MCCC employees banded together and donated money for the construction of personal protective equipment on campus.
Linda Tobert, director of Human Resources, said over 40 MCCC employees volunteered to take personal payroll deductions for the resources needed to make face shields, which will be donated to local health care workers.
Erika Hunt, human resources assistant, said around $3,540 was raised.
“(There was) literally 24 hours notice to get in payroll,” Tobert said in an email. “I was quite impressed with the response.”
Vicki LaValle, a Culinary Arts technician, was one of the employees who volunteered.
“I am grateful to have been given the opportunity to contribute to the cause in this small way,” LaValle said. “This gives us an opportunity to support our coworkers and those working on the front lines.”
LaValle said she believes people want to help those who are fighting the COVID-19 pandemic but are not sure how to go about it.
“Every bit helps save lives,” she said.
Parmeshwar Coomar, dean of Applied Science and Engineering Technology, said the college is working with Monroe High School and a local group of volunteers to produce and distribute the shields when assembled.
Michael Reaume, an ASET technician, and Troy Elliot, assistant professor of product and process technology, are the ones making PPE on campus.
“I’ve been here pretty (much) most days now the past three weeks,” Reaume said.
After being asked to work remotely, Reaume said their division saw the opportunity to use tools available on campus to make the equipment.
He said the college is making roughly 15 face shields per day using their two 3D printers.
With the partnership between the college, Monroe High School and others in the community, Reaume said around 300 shields are being made per day.
Reaume said despite the limited number the college can produce, the machines on campus are professional grade, allowing them to create high-quality shields that will last for a long time.
The face shields created will be donated to area hospitals and emergency personnel.
Coomar said some of the welding shields already on campus were sent out.
“Due to demand, we also diverted some of our welding shields, 30 pre-manufactured via Baker Gas, to a hospital in Livonia,” Coomar said. “An additional 20 were delivered to the sheriff’s department.”
Shields have also been sent to Monroe County Opportunity Program (MCOP), St.

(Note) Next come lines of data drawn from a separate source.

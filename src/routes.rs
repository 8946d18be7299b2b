//! HTTP route table.
//!
//! Routes are grouped by the guard they need; see [`crate::middleware`] for the
//! order the stages run in.

use axum::{
    Router,
    middleware::from_fn_with_state,
    routing::{get, post},
};
use tower_http::{catch_panic::CatchPanicLayer, cors::CorsLayer, trace::TraceLayer};

use crate::{handlers, middleware, state::AppState};

pub fn router(state: AppState) -> Router {
    let public = middleware::with_tenant(
        Router::new()
            .route("/api/public/menu", get(handlers::public::menu))
            .route("/api/public/shop", get(handlers::public::shop))
            .route("/api/public/categories", get(handlers::public::categories)),
        &state,
    );

    let login = Router::new()
        .route(
            "/api/auth/main-admin/login",
            post(handlers::auth::main_admin_login),
        )
        .route(
            "/api/auth/shop-admin/login",
            post(handlers::auth::shop_admin_login),
        );

    let platform = middleware::main_admin_only(
        Router::new()
            // Tenants
            .route(
                "/api/admin/tenants",
                get(handlers::tenants::list_tenants).post(handlers::tenants::create_tenant),
            )
            .route(
                "/api/admin/tenants/{id}",
                get(handlers::tenants::get_tenant)
                    .put(handlers::tenants::update_tenant)
                    .delete(handlers::tenants::delete_tenant),
            )
            // Coffee shops
            .route(
                "/api/admin/tenants/{tenant_id}/shops",
                get(handlers::shops::list_shops).post(handlers::shops::create_shop),
            )
            .route(
                "/api/admin/shops/{id}",
                get(handlers::shops::get_shop)
                    .put(handlers::shops::update_shop)
                    .delete(handlers::shops::delete_shop),
            )
            .route(
                "/api/admin/shops/{shop_id}/admins",
                post(handlers::shops::create_shop_admin),
            )
            // Categories
            .route(
                "/api/admin/categories",
                get(handlers::categories::list_categories)
                    .post(handlers::categories::create_category),
            )
            .route(
                "/api/admin/categories/{id}",
                get(handlers::categories::get_category)
                    .put(handlers::categories::update_category)
                    .delete(handlers::categories::delete_category),
            ),
        &state,
    );

    let shop = middleware::shop_admin_only(
        Router::new()
            .route(
                "/api/admin/menu",
                get(handlers::menu::list_items).post(handlers::menu::create_item),
            )
            .route(
                "/api/admin/menu/categories",
                get(handlers::categories::shop_categories),
            )
            .route(
                "/api/admin/menu/{id}",
                get(handlers::menu::get_item)
                    .put(handlers::menu::update_item)
                    .delete(handlers::menu::delete_item),
            )
            .route(
                "/api/admin/settings",
                get(handlers::settings::get_settings).put(handlers::settings::update_settings),
            ),
        &state,
    );

    let routes = Router::new()
        .route("/health", get(handlers::health::health_check))
        .merge(public)
        .merge(login)
        .merge(platform)
        .merge(shop);

    with_service_layers(routes, state)
}

/// Layers every request passes through, outermost last: CORS, tracing, panic
/// recovery, then per-client rate limiting.
fn with_service_layers(routes: Router<AppState>, state: AppState) -> Router {
    routes
        .layer(from_fn_with_state(
            state.clone(),
            middleware::rate_limit::limit_by_client,
        ))
        .layer(CatchPanicLayer::custom(middleware::panic_response))
        .layer(TraceLayer::new_for_http())
        .layer(CorsLayer::permissive())
        .with_state(state)
}
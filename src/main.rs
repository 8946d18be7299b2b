//! Coffee Menu Server - Main Application Entry Point
//!
//! A multi-tenant REST API for coffee shop menus. Each tenant is addressed by the
//! subdomain of the request host; platform admins manage tenants, shops and
//! categories, and shop admins manage the menu of the single shop they are bound to.
//!
//! # Architecture
//!
//! - **Web Framework**: Axum (async HTTP server)
//! - **Database**: PostgreSQL with sqlx (async queries)
//! - **Authentication**: HS256 session tokens, bcrypt password hashes
//! - **Format**: JSON requests/responses
//!
//! # Startup Flow
//!
//! 1. Load configuration from environment variables
//! 2. Create database connection pool
//! 3. Run database migrations
//! 4. `--migrate` / `--seed` stop here; otherwise build the router
//! 5. Start server on configured port

mod auth;
mod config;
mod db;
mod error;
mod handlers;
mod middleware;
mod models;
mod routes;
mod services;
mod state;
mod tenancy;

use std::{net::SocketAddr, sync::Arc, time::Duration};

use clap::Parser;
use tracing_subscriber::EnvFilter;

use crate::{
    auth::token::TokenService, middleware::rate_limit::client_rate_limiter,
    services::directory::PgDirectory, state::AppState,
};

#[derive(Debug, Parser)]
#[command(name = "coffee_menu_server", version, about = "Multi-tenant coffee shop menu API")]
struct Cli {
    /// Run database migrations and exit
    #[arg(long)]
    migrate: bool,

    /// Seed the database with sample data and exit
    #[arg(long, conflicts_with = "migrate")]
    seed: bool,
}

#[tokio::main]
async fn main() -> anyhow::Result<()> {
    let cli = Cli::parse();

    // Reads RUST_LOG (defaults to "info")
    tracing_subscriber::fmt()
        .with_env_filter(EnvFilter::try_from_default_env().unwrap_or_else(|_| "info".into()))
        .init();

    let config = config::Config::from_env()?;
    tracing::info!(port = config.server_port, "Configuration loaded");

    let pool = db::create_pool(&config.database_url, config.db_max_connections).await?;
    tracing::info!("Database pool created");

    db::run_migrations(&pool).await?;
    tracing::info!("Database migrations complete");

    if cli.migrate {
        return Ok(());
    }

    if cli.seed {
        services::seed::seed_database(&pool).await?;
        return Ok(());
    }

    let state = AppState {
        directory: Arc::new(PgDirectory::new(pool.clone())),
        tokens: Arc::new(TokenService::new(
            &config.jwt_secret,
            config.jwt_expire_hours,
        )),
        rate_limiter: client_rate_limiter(config.rate_limit_per_second),
        pool,
    };

    // Forget idle clients every minute
    let rate_limiter = state.rate_limiter.clone();
    tokio::spawn(async move {
        let mut interval = tokio::time::interval(Duration::from_secs(60));
        loop {
            interval.tick().await;
            rate_limiter.retain_recent();
        }
    });

    let app = routes::router(state);

    let addr = format!("0.0.0.0:{}", config.server_port);
    let listener = tokio::net::TcpListener::bind(&addr).await?;
    tracing::info!("Server listening on {}", addr);

    // Peer addresses feed the per-client rate limiter
    axum::serve(
        listener,
        app.into_make_service_with_connect_info::<SocketAddr>(),
    )
    .await?;

    Ok(())
}
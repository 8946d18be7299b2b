//! Public, unauthenticated endpoints. The tenant comes from the request host.
//!
//! - GET /api/public/menu
//! - GET /api/public/shop
//! - GET /api/public/categories

use axum::{Json, extract::State};

use crate::{
    error::AppError,
    models::{category::Category, coffee_shop::CoffeeShop, menu_item::MenuItemResponse},
    services::{category_service, menu_service, shop_service},
    state::{AppState, ResolvedTenant},
};

/// Available items of the tenant's active shops, ordered for display.
///
/// # Response
///
/// - **200 OK**: list of items, each with a nested `category`
/// - **400**: host did not resolve to an active tenant
pub async fn menu(
    State(state): State<AppState>,
    ResolvedTenant(tenant): ResolvedTenant,
) -> Result<Json<Vec<MenuItemResponse>>, AppError> {
    Ok(Json(menu_service::public_menu(&state.pool, tenant.id).await?))
}

pub async fn shop(
    State(state): State<AppState>,
    ResolvedTenant(tenant): ResolvedTenant,
) -> Result<Json<CoffeeShop>, AppError> {
    Ok(Json(shop_service::public_shop(&state.pool, tenant.id).await?))
}

/// Categories are shared across tenants, so no tenant is required here.
pub async fn categories(State(state): State<AppState>) -> Result<Json<Vec<Category>>, AppError> {
    Ok(Json(category_service::list_active_categories(&state.pool).await?))
}
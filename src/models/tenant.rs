//! Tenant data models and API request/response types.
//!
//! A tenant is a platform customer addressed by its subdomain
//! (`demo.example.com` → tenant `demo`). The subdomain is fixed at creation.

use chrono::{DateTime, Utc};
use serde::{Deserialize, Serialize};
use validator::Validate;

use crate::models::coffee_shop::CoffeeShop;

/// Represents a tenant record from the database.
///
/// # Database Table
///
/// Maps to the `tenants` table. Tenants are never physically removed; deactivation flips `is_active`
/// and deletion stamps `deleted_at`.
#[derive(Debug, Clone, sqlx::FromRow, Serialize)]
pub struct Tenant {
    pub id: i64,

    /// Case-sensitive slug used as the first label of the host name
    pub subdomain: String,

    pub name: String,

    /// Inactive tenants are invisible to host-based resolution
    pub is_active: bool,

    pub created_at: DateTime<Utc>,
    pub updated_at: DateTime<Utc>,
}

/// Request body for creating a tenant.
///
/// ```json
/// { "subdomain": "demo", "name": "Demo Coffee" }
/// ```
#[derive(Debug, Deserialize, Validate)]
pub struct CreateTenantRequest {
    #[validate(length(min = 3, max = 50, message = "subdomain must be 3-50 characters"))]
    pub subdomain: String,

    #[validate(length(min = 2, max = 100, message = "name must be 2-100 characters"))]
    pub name: String,
}

/// Request body for updating a tenant. The subdomain cannot be changed.
#[derive(Debug, Deserialize, Validate)]
pub struct UpdateTenantRequest {
    #[validate(length(min = 2, max = 100, message = "name must be 2-100 characters"))]
    pub name: Option<String>,

    pub is_active: Option<bool>,
}

/// Tenant together with its shops, returned by `GET /api/admin/tenants/{id}`.
#[derive(Debug, Serialize)]
pub struct TenantDetails {
    #[serde(flatten)]
    pub tenant: Tenant,

    pub coffee_shops: Vec<CoffeeShop>,
}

Vincent Hospital and soon will be sent to ProMedica Hospitals in Toledo.
The high demand also includes the materials needed to make the shields, Coomar said.
“A lot of the stuff we want is also what others want,” Coomar said. “Elastic bands are in short supply.”

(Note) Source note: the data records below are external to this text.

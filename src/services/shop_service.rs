//! Coffee shop and shop admin management.
//!
//! Platform admins manage any shop by id. Shop admins reach the same update path
//! through `/api/admin/settings`, with the shop id taken from their token.

use validator::Validate;

use crate::{
    auth::password::hash_password,
    db::DbPool,
    error::AppError,
    models::{
        admin::{CreateShopAdminRequest, ShopAdmin},
        coffee_shop::{CoffeeShop, CreateCoffeeShopRequest, ShopDetails, UpdateCoffeeShopRequest},
    },
    services::tenant_service,
};

const SHOP_COLUMNS: &str = "id, tenant_id, name, location, phone, instagram_url, logo_url, \
                            hero_image_url, description, is_active, created_at, updated_at";

pub async fn list_shops(pool: &DbPool, tenant_id: i64) -> Result<Vec<CoffeeShop>, AppError> {
    let shops = sqlx::query_as::<_, CoffeeShop>(&format!(
        "SELECT {SHOP_COLUMNS} FROM coffee_shops \
         WHERE tenant_id = $1 AND deleted_at IS NULL ORDER BY id"
    ))
    .bind(tenant_id)
    .fetch_all(pool)
    .await?;

    Ok(shops)
}

pub async fn find_shop(pool: &DbPool, shop_id: i64) -> Result<CoffeeShop, AppError> {
    sqlx::query_as::<_, CoffeeShop>(&format!(
        "SELECT {SHOP_COLUMNS} FROM coffee_shops WHERE id = $1 AND deleted_at IS NULL"
    ))
    .bind(shop_id)
    .fetch_optional(pool)
    .await?
    .ok_or(AppError::NotFound("Coffee shop"))
}

/// The shop shown on a tenant's public pages: its first active shop.
pub async fn public_shop(pool: &DbPool, tenant_id: i64) -> Result<CoffeeShop, AppError> {
    sqlx::query_as::<_, CoffeeShop>(&format!(
        "SELECT {SHOP_COLUMNS} FROM coffee_shops \
         WHERE tenant_id = $1 AND is_active = true AND deleted_at IS NULL \
         ORDER BY id LIMIT 1"
    ))
    .bind(tenant_id)
    .fetch_optional(pool)
    .await?
    .ok_or(AppError::NotFound("Coffee shop"))
}

/// Create a shop under `tenant_id`. The owning tenant never changes afterwards.
pub async fn create_shop(
    pool: &DbPool,
    tenant_id: i64,
    request: CreateCoffeeShopRequest,
) -> Result<CoffeeShop, AppError> {
    request.validate()?;

    tenant_service::find_tenant(pool, tenant_id)
        .await?
        .ok_or(AppError::NotFound("Tenant"))?;

    let shop = sqlx::query_as::<_, CoffeeShop>(&format!(
        r#"
        INSERT INTO coffee_shops (
            tenant_id, name, location, phone, instagram_url, logo_url, hero_image_url, description, is_active
        )
        VALUES ($1, $2, $3, $4, $5, $6, $7, $8, true)
        RETURNING {SHOP_COLUMNS}
        "#
    ))
    .bind(tenant_id)
    .bind(request.name)
    .bind(request.location.unwrap_or_default())
    .bind(request.phone.unwrap_or_default())
    .bind(request.instagram_url.unwrap_or_default())
    .bind(request.logo_url.unwrap_or_default())
    .bind(request.hero_image_url.unwrap_or_default())
    .bind(request.description.unwrap_or_default())
    .fetch_one(pool)
    .await?;

    tracing::info!(shop_id = shop.id, tenant_id, "coffee shop created");
    Ok(shop)
}

pub async fn get_shop_details(pool: &DbPool, shop_id: i64) -> Result<ShopDetails, AppError> {
    let shop = find_shop(pool, shop_id).await?;
    let tenant = tenant_service::find_tenant(pool, shop.tenant_id)
        .await?
        .ok_or(AppError::NotFound("Tenant"))?;

    let admins = sqlx::query_as::<_, ShopAdmin>(
        r#"
        SELECT id, coffee_shop_id, username, password_hash, is_active, created_at, updated_at
        FROM shop_admins
        WHERE coffee_shop_id = $1 AND deleted_at IS NULL
        ORDER BY id
        "#,
    )
    .bind(shop_id)
    .fetch_all(pool)
    .await?;

    Ok(ShopDetails {
        shop,
        tenant,
        admins,
    })
}

/// Apply a partial profile update. Fields left out of the request keep their value.
pub async fn update_shop(
    pool: &DbPool,
    shop_id: i64,
    request: UpdateCoffeeShopRequest,
) -> Result<CoffeeShop, AppError> {
    request.validate()?;

    sqlx::query_as::<_, CoffeeShop>(&format!(
        r#"
        UPDATE coffee_shops
        SET name = COALESCE($2, name),
            location = COALESCE($3, location),
            phone = COALESCE($4, phone),
            instagram_url = COALESCE($5, instagram_url),
            logo_url = COALESCE($6, logo_url),
            hero_image_url = COALESCE($7, hero_image_url),
            description = COALESCE($8, description),
            is_active = COALESCE($9, is_active),
            updated_at = NOW()
        WHERE id = $1 AND deleted_at IS NULL
        RETURNING {SHOP_COLUMNS}
        "#
    ))
    .bind(shop_id)
    .bind(request.name)
    .bind(request.location)
    .bind(request.phone)
    .bind(request.instagram_url)
    .bind(request.logo_url)
    .bind(request.hero_image_url)
    .bind(request.description)
    .bind(request.is_active)
    .fetch_optional(pool)
    .await?
    .ok_or(AppError::NotFound("Coffee shop"))
}

pub async fn delete_shop(pool: &DbPool, shop_id: i64) -> Result<(), AppError> {
    let affected = sqlx::query(
        r#"
        UPDATE coffee_shops
        SET is_active = false, deleted_at = NOW(), updated_at = NOW()
        WHERE id = $1 AND deleted_at IS NULL
        "#,
    )
    .bind(shop_id)
    .execute(pool)
    .await?
    .rows_affected();

    if affected == 0 {
        return Err(AppError::NotFound("Coffee shop"));
    }

    tracing::info!(shop_id, "coffee shop deleted");
    Ok(())
}

/// Create an admin bound to `shop_id`. The binding is permanent.
///
/// # Errors
///
/// - `NotFound`: shop does not exist
/// - `Conflict`: username already used by another shop admin
pub async fn create_shop_admin(
    pool: &DbPool,
    shop_id: i64,
    request: CreateShopAdminRequest,
) -> Result<ShopAdmin, AppError> {
    request.validate()?;
    find_shop(pool, shop_id).await?;

    let taken: bool = sqlx::query_scalar(
        "SELECT EXISTS(SELECT 1 FROM shop_admins WHERE username = $1 AND deleted_at IS NULL)",
    )
    .bind(&request.username)
    .fetch_one(pool)
    .await?;

    if taken {
        return Err(AppError::Conflict(format!(
            "Username '{}' is already taken",
            request.username
        )));
    }

    let password_hash = hash_password(&request.password).await?;

    let admin = sqlx::query_as::<_, ShopAdmin>(
        r#"
        INSERT INTO shop_admins (coffee_shop_id, username, password_hash, is_active)
        VALUES ($1, $2, $3, true)
        RETURNING id, coffee_shop_id, username, password_hash, is_active, created_at, updated_at
        "#,
    )
    .bind(shop_id)
    .bind(&request.username)
    .bind(password_hash)
    .fetch_one(pool)
    .await
    .map_err(|err| {
        AppError::conflict_on_unique(
            err,
            format!("Username '{}' is already taken", request.username),
        )
    })?;

    tracing::info!(shop_id, admin_id = admin.id, "shop admin created");
    Ok(admin)
}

Despite the demand, Coomar said the college is expecting a delivery of supplies soon.
The ASET division is also constructing other equipment to help local entities.
“We are making other items such as mask adjusters for those that are wearing masks for a long time and door handle openers,” Coomar said.
Reaume said the door handle adapters allow doors to be opened using a person’s forearm and they are working on making “foot pulls” for hands-free opening of doors.